Beast - EnsKoen Holtkamp has been pretty busy over the last ten or twelve years, primarily with his label Apestaartje, but also releasing music under his own name, solos and collaboratively, as well as all the albums that the lovely Thrill Jockey-signed Mountains released. For the last year or so, he has been releasing music under the name Beast and after a pair of records through Pre-Echo, Thrill Jockey are releasing the latest LP, and Koen’s first since becoming a father.

The kind of lulling guitar-based ambience of Mountains which revelled in a kind of repetitive simplicity has partly given way to a fuller sound here on Ens, with opening track “Paprika Shorts” starting out with a series of busy, staccato synth dots over which are layered some background smears of a lower sound, glittery spatters, hand claps, a heavy bass and some subtle cymbals. It was kind of fascinating listening as each ingredient was added, hearing the palette fill with these different shades. It is an antithesis of sorts to Mountains, and it is interesting to read that it was recorded and mixed late at night. It almost feels as though the addition of all the splashes of colour here were necessary to keep Koen’s attention on the job at hand. Anything too lulling would have seen him asleep across the mixing desk.

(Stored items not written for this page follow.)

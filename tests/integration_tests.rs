//! Integration tests for songtext
//!
//! Tests the full pipeline from a YAML songbook to exported documents.

use songtext::export::Block;
use songtext::history::{is, is_one_of};
use songtext::{
    export_songbook, export_songbook_text, layout, parse, render, ExportFormat, Monospace, ParseOptions, Song,
    SongElementHistory, SongElementKind, Songbook, SongtextError,
};

const SONGBOOK: &str = r#"
export:
  show-chords: true
  show-translation: true
songs:
  - id: grace
    title: Amazing Grace
    composer: John Newton
    chord-sequence: G C G D
    lyrics: |
      G          C        G
      Amazing grace how sweet the sound
      [Erstaunliche Gnade]

      G               D
      That saved a wretch like me
  - title: Silent Words
    author-text: Nobody
    lyrics: |
      Only words here
      [Nur Worte hier]
  - title: Closing
    lyrics: |
      D    A
      Amen amen
"#;

#[test]
fn test_export_full_songbook() {
    let result = export_songbook(SONGBOOK);
    assert!(result.is_ok(), "Should export the songbook");
    let xml = String::from_utf8(result.unwrap()).unwrap();
    assert!(xml.contains(r#"<songbook pages="4">"#));
    assert!(xml.contains("Amazing grace how sweet the sound"));
    assert!(xml.contains("Erstaunliche Gnade"));
    assert!(xml.contains("Music: John Newton"));
    assert!(xml.contains("Text: Nobody"));
    assert!(xml.contains(r#"<toc-entry target="grace" page="1">Amazing Grace</toc-entry>"#));
    assert!(xml.contains(r#"<toc-entry target="song-2" page="2">Silent Words</toc-entry>"#));
    assert!(xml.contains(r#"<toc-entry target="song-3" page="3">Closing</toc-entry>"#));
    assert!(xml.contains("Table of Contents"));
}

#[test]
fn test_only_songs_with_chords() {
    let mut songbook = Songbook::from_yaml(SONGBOOK).unwrap();
    songbook.export.only_songs_with_chords = true;
    let document = render(&songbook.export, &songbook.songs, Monospace::default()).unwrap();
    assert_eq!(document.page_count(), 3);
    let titles: Vec<_> = document.toc().iter().map(|e| e.title.as_str()).collect();
    assert_eq!(titles, vec!["Amazing Grace", "Closing"]);
}

#[test]
fn test_export_without_chords() {
    let yaml = SONGBOOK.replace("show-chords: true", "show-chords: false");
    let text = export_songbook_text(&yaml).unwrap();
    assert!(text.contains("Amazing grace how sweet the sound"));
    assert!(!text.contains("G          C"));
    assert!(!text.contains("G C G D"));
    assert!(!text.contains("D    A"));
}

#[test]
fn test_export_text_keeps_chord_columns() {
    let text = export_songbook_text(SONGBOOK).unwrap();
    assert!(text.contains("G          C        G\nAmazing grace how sweet the sound\n"));
    assert!(text.contains("- 1 -"));
    assert!(text.contains("- 4 -"));
    assert_eq!(text.matches('\u{c}').count(), 3);
}

#[test]
fn test_export_without_translation() {
    let yaml = SONGBOOK.replace("show-translation: true", "show-translation: false");
    let text = export_songbook_text(&yaml).unwrap();
    assert!(!text.contains("Erstaunliche Gnade"));
    assert!(!text.contains("Nur Worte hier"));
    assert!(text.contains("Only words here"));
}

#[test]
fn test_invalid_songbook() {
    let result = export_songbook("songs:\n  - title: [not, a, string]\n");
    assert!(matches!(result, Err(SongtextError::Config(_))));
}

#[test]
fn test_control_character_fails_whole_export() {
    let songs = vec![
        Song::new("Fine").with_lyrics("all good"),
        Song::new("Broken").with_lyrics("escape \u{1b}[0m"),
    ];
    let result = render(&ExportFormat::default(), &songs, Monospace::default());
    assert!(result.is_err(), "Should reject control characters");
    assert!(result.unwrap_err().to_string().starts_with("Document error on page 2"));
}

#[test]
fn test_history_over_parsed_song() {
    let song = Song::new("t").with_lyrics("C D\nfirst line\n[t1]");
    let elements = parse(&song, ParseOptions::all());
    let mut history = SongElementHistory::new(&elements);
    let mut translation_seen = false;
    while let Some(element) = history.advance() {
        if element.is(SongElementKind::Translation) {
            translation_seen = true;
            let result = history
                .query_including_current()
                .without(&[SongElementKind::NewLine])
                .last_seen(&[
                    is(SongElementKind::Chords),
                    is(SongElementKind::Lyrics),
                    is_one_of(&[SongElementKind::Translation]),
                ])
                .end();
            assert!(result.is_matched());
            assert_eq!(result.matched_elements().len(), 3);
            assert_eq!(result.matched_elements()[1].text(), "first line");
        }
    }
    assert!(translation_seen);
    assert!(history.is_exhausted());
}

#[test]
fn test_presentation_of_songbook_song() {
    let songbook = Songbook::from_yaml(SONGBOOK).unwrap();
    let presentation = layout(&songbook.songs[0], ParseOptions::all(), Monospace::default());
    // title, two stanzas, copyright
    assert_eq!(presentation.parts().len(), 4);
    let first = &presentation.parts()[1].lines[0];
    assert_eq!(first.chords.as_deref(), Some("G          C        G"));
    assert_eq!(first.text, "Amazing grace how sweet the sound");
}

#[test]
fn test_document_blocks() {
    let songbook = Songbook::from_yaml(SONGBOOK).unwrap();
    let document = render(&songbook.export, &songbook.songs, Monospace::default()).unwrap();
    let blank_lines = document.pages()[0]
        .blocks
        .iter()
        .filter(|block| matches!(block, Block::BlankLine))
        .count();
    assert_eq!(blank_lines, 2, "Stanza break and copyright separator");
}
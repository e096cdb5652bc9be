//! # Songbook Export
//!
//! Turns songs into a paginated [`Document`]: each song is parsed, then its
//! elements are walked with a [`SongElementHistory`] and dispatched on their
//! kind. Chord lines produce no output of their own; the lyrics line after
//! them looks back through the history, picks the chord line up and places it
//! above itself, re-spaced for the lyrics font.
//!
//! ## Layout
//! - every song starts on a new page with its title (and chord sequence)
//! - stanzas are separated by blank lines
//! - copyright lines close the song, the first one set off from the lyrics
//! - a "Table of Contents" page lists every exported song with its page
//!
//! ## Example
//! ```rust
//! use songtext::export::{render, Block};
//! use songtext::{ExportFormat, Song, TimesRoman};
//!
//! let songs = vec![Song::new("Amazing Grace").with_lyrics("G       C\nAmazing grace")];
//! let document = render(&ExportFormat::default(), &songs, TimesRoman::new(12.0)).unwrap();
//! assert_eq!(document.page_count(), 2);
//! assert_eq!(document.toc()[0].page, 1);
//! assert!(matches!(document.pages()[1].blocks[0], Block::Paragraph(_)));
//! ```

pub mod document;
pub mod xml;

pub use document::{Block, Document, Font, Page, Paragraph, Run, TextStyle, TocEntry};
pub use xml::to_xml;

use crate::config::ExportFormat;
use crate::corrector::ChordSpaceCorrector;
use crate::element::{SongElement, SongElementKind};
use crate::error::SongtextError;
use crate::history::{is, SongElementHistory};
use crate::metrics::{Monospace, TextMeasure, TimesRoman};
use crate::parser::{parse, ParseOptions};
use crate::song::Song;

pub const TOC_HEADING: &str = "Table of Contents";

const TITLE_MARGIN_BOTTOM: u16 = 15;
const CHORD_SEQUENCE_PADDING_LEFT: u16 = 30;
const COPYRIGHT_PADDING_TOP: u16 = 20;

/// Renders songs into one document.
struct Exporter<M> {
    format: ExportFormat,
    corrector: ChordSpaceCorrector<M>,
    document: Document,
    /// The body line being assembled; flushed on `NEW_LINE`.
    line: Paragraph,
}

impl<M: TextMeasure> Exporter<M> {
    fn new(format: &ExportFormat, measure: M) -> Self {
        Self {
            format: *format,
            corrector: ChordSpaceCorrector::new(measure),
            document: Document::new(),
            line: Paragraph::new(TextStyle::Lyrics),
        }
    }

    fn parse_options(&self) -> ParseOptions {
        ParseOptions::new(
            self.format.show_chords || self.format.only_songs_with_chords,
            self.format.show_translation,
            true,
        )
    }

    fn export_song(&mut self, song: &Song, number: usize) -> Result<(), SongtextError> {
        let elements = parse(song, self.parse_options());

        if self.format.only_songs_with_chords && !elements.iter().any(|e| e.is(SongElementKind::Chords)) {
            log::debug!("skipping {:?}: no chords", song.title);
            return Ok(());
        }
        log::debug!(
            "exporting {:?} ({} elements) on page {}",
            song.title,
            elements.len(),
            self.document.current_page()
        );

        let mut history = SongElementHistory::new(&elements);
        while let Some(element) = history.advance() {
            match element.kind() {
                SongElementKind::Title => self.title(song, number)?,
                // picked up by the following lyrics or translation
                SongElementKind::Chords => {}
                SongElementKind::Lyrics => self.lyrics(element, &history),
                SongElementKind::Translation => self.translation(element, &history),
                SongElementKind::NewLine => self.new_line(&history)?,
                SongElementKind::Copyright => self.copyright(element, &history)?,
            }
        }
        self.flush_line()?;
        self.document.new_page();
        Ok(())
    }

    fn title(&mut self, song: &Song, number: usize) -> Result<(), SongtextError> {
        let anchor = song
            .id
            .clone()
            .unwrap_or_else(|| format!("song-{}", number));
        self.document.add_toc_entry(&anchor, &song.title)?;

        let mut title = Paragraph::with_text(TextStyle::Title, song.title.as_str());
        title.anchor = Some(anchor);
        title.margin_bottom = TITLE_MARGIN_BOTTOM;
        self.document.add_paragraph(title)?;

        if self.format.show_chords {
            if let Some(sequence) = song.clean_chord_sequence() {
                let mut paragraph = Paragraph::with_text(TextStyle::Lyrics, format!("{}\n\n", sequence));
                paragraph.padding_left = CHORD_SEQUENCE_PADDING_LEFT;
                self.document.add_paragraph(paragraph)?;
            }
        }
        Ok(())
    }

    /// The chord line right before the current element, ignoring line breaks.
    fn preceding_chords<'a>(&self, history: &SongElementHistory<'a>) -> Option<&'a SongElement> {
        if !self.format.show_chords {
            return None;
        }
        history
            .query()
            .without(&[SongElementKind::NewLine])
            .last_seen(&[is(SongElementKind::Chords)])
            .end()
            .first()
    }

    fn push_chords(&mut self, chords: &SongElement, text: &str) {
        let corrected = self.corrector.correct_chord_spaces(chords.text(), text);
        self.line.push(Run::new(TextStyle::Chords, format!("{}\n", corrected)));
    }

    fn lyrics(&mut self, element: &SongElement, history: &SongElementHistory) {
        if let Some(chords) = self.preceding_chords(history) {
            self.push_chords(chords, element.text());
        }
        self.line.push(Run::new(TextStyle::Lyrics, element.text()));
    }

    fn translation(&mut self, element: &SongElement, history: &SongElementHistory) {
        if !self.format.show_translation {
            return;
        }
        if self.line.is_empty() {
            if let Some(chords) = self.preceding_chords(history) {
                self.push_chords(chords, element.text());
            }
        }
        self.line.push(Run::new(TextStyle::Translation, element.text()));
    }

    fn flush_line(&mut self) -> Result<bool, SongtextError> {
        if self.line.is_empty() {
            return Ok(false);
        }
        let line = std::mem::replace(&mut self.line, Paragraph::new(TextStyle::Lyrics));
        self.document.add_paragraph(line)?;
        Ok(true)
    }

    fn new_line(&mut self, history: &SongElementHistory) -> Result<(), SongtextError> {
        if self.flush_line()? {
            return Ok(());
        }
        let blank = history
            .query()
            .last_seen(&[is(SongElementKind::NewLine)])
            .end()
            .is_matched();
        if blank {
            self.document.add(Block::BlankLine)?;
        }
        Ok(())
    }

    fn copyright(&mut self, element: &SongElement, history: &SongElementHistory) -> Result<(), SongtextError> {
        self.flush_line()?;
        let mut paragraph = Paragraph::with_text(TextStyle::Copyright, element.text());
        let follows_copyright = history
            .query()
            .without(&[SongElementKind::NewLine])
            .last_seen(&[is(SongElementKind::Copyright)])
            .end()
            .is_matched();
        if !follows_copyright {
            paragraph.padding_top = COPYRIGHT_PADDING_TOP;
        }
        self.document.add_paragraph(paragraph)
    }

    fn table_of_contents(&mut self) -> Result<(), SongtextError> {
        self.document
            .add_paragraph(Paragraph::with_text(TextStyle::Title, TOC_HEADING))?;
        let entries = self.document.toc().to_vec();
        for entry in entries {
            self.document.add(Block::Toc(entry))?;
        }
        Ok(())
    }

    fn finish(mut self) -> Result<Document, SongtextError> {
        self.table_of_contents()?;
        Ok(self.document)
    }
}

/// Render songs into a document, measuring chord lines with `measure`.
///
/// Fails as a whole if any song carries text the document cannot hold.
pub fn render<M: TextMeasure>(
    format: &ExportFormat,
    songs: &[Song],
    measure: M,
) -> Result<Document, SongtextError> {
    let mut exporter = Exporter::new(format, measure);
    for (index, song) in songs.iter().enumerate() {
        exporter.export_song(song, index + 1)?;
    }
    exporter.finish()
}

/// Export songs as an XML document set in Times-Roman.
pub fn export(format: &ExportFormat, songs: &[Song]) -> Result<Vec<u8>, SongtextError> {
    let document = render(format, songs, TimesRoman::new(TextStyle::Lyrics.font().size))?;
    to_xml(&document)
}

/// Export songs as plain text, with chord lines kept in monospace columns.
pub fn export_text(format: &ExportFormat, songs: &[Song]) -> Result<String, SongtextError> {
    let document = render(format, songs, Monospace::default())?;
    Ok(document.to_text())
}
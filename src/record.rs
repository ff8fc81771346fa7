use crate::constants::{TRACK_KEY_FIELD, VIDEO_KEY_FIELD};
use crate::error::{EtlError, Result};
use serde::{Deserialize, Serialize};
use serde_json::{Map, Value};

/// Flat trending-video record, keyed by `video_id`
#[derive(Debug, Clone, PartialEq, Serialize, Deserialize)]
pub struct VideoRecord {
    pub video_id: String,
    pub title: Option<String>,
    pub channel: Option<String>,
    pub category_id: Option<String>,
    pub category_title: String,
    pub view_count: u64,
    pub like_count: u64,
    pub comment_count: u64,
    pub duration_seconds: u64,
}

/// Flat playlist-track record, keyed by `track_id`
#[derive(Debug, Clone, PartialEq, Serialize, Deserialize)]
pub struct TrackRecord {
    pub track_id: String,
    pub name: Option<String>,
    /// Contributing artists in source order, duplicates kept
    pub artists: Vec<String>,
    pub album: Option<String>,
    pub release_date: Option<String>,
    pub popularity: u64,
    pub explicit: bool,
    pub duration_ms: u64,
    /// `minutes:seconds` display form of `duration_ms`
    pub duration: String,
}

/// A record that can be stored under its natural key
pub trait Document {
    fn key_field(&self) -> &'static str;
    fn natural_key(&self) -> &str;
    fn to_document(&self) -> Result<Map<String, Value>>;
}

fn object_of<T: Serialize>(value: &T) -> Result<Map<String, Value>> {
    match serde_json::to_value(value)? {
        Value::Object(map) => Ok(map),
        other => Err(EtlError::Record(format!(
            "record did not serialize to an object: {}",
            other
        ))),
    }
}

impl Document for VideoRecord {
    fn key_field(&self) -> &'static str {
        VIDEO_KEY_FIELD
    }

    fn natural_key(&self) -> &str {
        &self.video_id
    }

    fn to_document(&self) -> Result<Map<String, Value>> {
        object_of(self)
    }
}

impl Document for TrackRecord {
    fn key_field(&self) -> &'static str {
        TRACK_KEY_FIELD
    }

    fn natural_key(&self) -> &str {
        &self.track_id
    }

    fn to_document(&self) -> Result<Map<String, Value>> {
        object_of(self)
    }
}

/// Output of any transformer
#[derive(Debug, Clone, PartialEq)]
pub enum OutputRecord {
    Video(VideoRecord),
    Track(TrackRecord),
}

impl Document for OutputRecord {
    fn key_field(&self) -> &'static str {
        match self {
            OutputRecord::Video(v) => v.key_field(),
            OutputRecord::Track(t) => t.key_field(),
        }
    }

    fn natural_key(&self) -> &str {
        match self {
            OutputRecord::Video(v) => v.natural_key(),
            OutputRecord::Track(t) => t.natural_key(),
        }
    }

    fn to_document(&self) -> Result<Map<String, Value>> {
        match self {
            OutputRecord::Video(v) => v.to_document(),
            OutputRecord::Track(t) => t.to_document(),
        }
    }
}

impl From<VideoRecord> for OutputRecord {
    fn from(record: VideoRecord) -> Self {
        OutputRecord::Video(record)
    }
}

impl From<TrackRecord> for OutputRecord {
    fn from(record: TrackRecord) -> Self {
        OutputRecord::Track(record)
    }
}

#[cfg(test)]
mod tests {
    use super::*;
    use serde_json::json;

    #[test]
    fn video_document_has_flat_fields() {
        let record = VideoRecord {
            video_id: "v1".into(),
            title: Some("T".into()),
            channel: None,
            category_id: Some("10".into()),
            category_title: "Music".into(),
            view_count: 100,
            like_count: 0,
            comment_count: 0,
            duration_seconds: 180,
        };
        let doc = OutputRecord::from(record).to_document().unwrap();
        assert_eq!(doc["video_id"], json!("v1"));
        assert_eq!(doc["channel"], Value::Null);
        assert_eq!(doc["view_count"], json!(100));
        assert_eq!(doc["duration_seconds"], json!(180));
        assert_eq!(doc.len(), 9);
    }

    #[test]
    fn track_document_keeps_artist_order() {
        let record = TrackRecord {
            track_id: "t1".into(),
            name: Some("Song".into()),
            artists: vec!["B".into(), "A".into(), "B".into()],
            album: None,
            release_date: None,
            popularity: 0,
            explicit: false,
            duration_ms: 198_000,
            duration: "3:18".into(),
        };
        assert_eq!(record.key_field(), "track_id");
        assert_eq!(record.natural_key(), "t1");
        let doc = record.to_document().unwrap();
        assert_eq!(doc["artists"], json!(["B", "A", "B"]));
        assert_eq!(doc["duration"], json!("3:18"));
    }
}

It doesn’t all clamour for attention though. The nine minute orient-tinged waterfall piano piece “Color Feel” nods in the direction of the crop of modern piano composers like Nils Frahm, its circling melody and strategically placed bass notes keeping us engaged as the faintest of fireworks are let off in the background. As it drops away towards its conclusion and some of the elements run out, we realise that some of the most beautiful and lightest of whirling piano notes have been hidden, barely detectable in the overall sound, yet a necessary part of the whole. Apparently, the last couple of Beast albums were mostly conceived to be performed in a visual environment with 3D effects, and although this album is very much a studio-based affair, there is a definite feel that he is playing with a sonic palette, trying to work out what sits best with what and which sounds complement the other.




Elsewhere, there is more of the Eastern feel to some tracks, “Edb” sounding as though a xylophone is playing against a gently droning backdrop, with an electric fence keeping some semblance of beat while the brushed strings of something like a zither enliven the short but sweet “Miniature”. Nothing outstays its welcome here, with panpipes highlighting the scudding Highland clouds of “Staren” and the sleepiest of cello drones on “Fop Otto” seeing the album out in a wisp of droning mist, the energy being taken down to a point of supreme relaxation.

Beast is very different to Mountains and certainly to some of the collaborative stuff (particularly that with Chris Forsyth), but it sees him moving forward, and perhaps this is this is the direction in which these new found methods will take him. It is great to see somebody who has been recording for so long still searching for something fresh.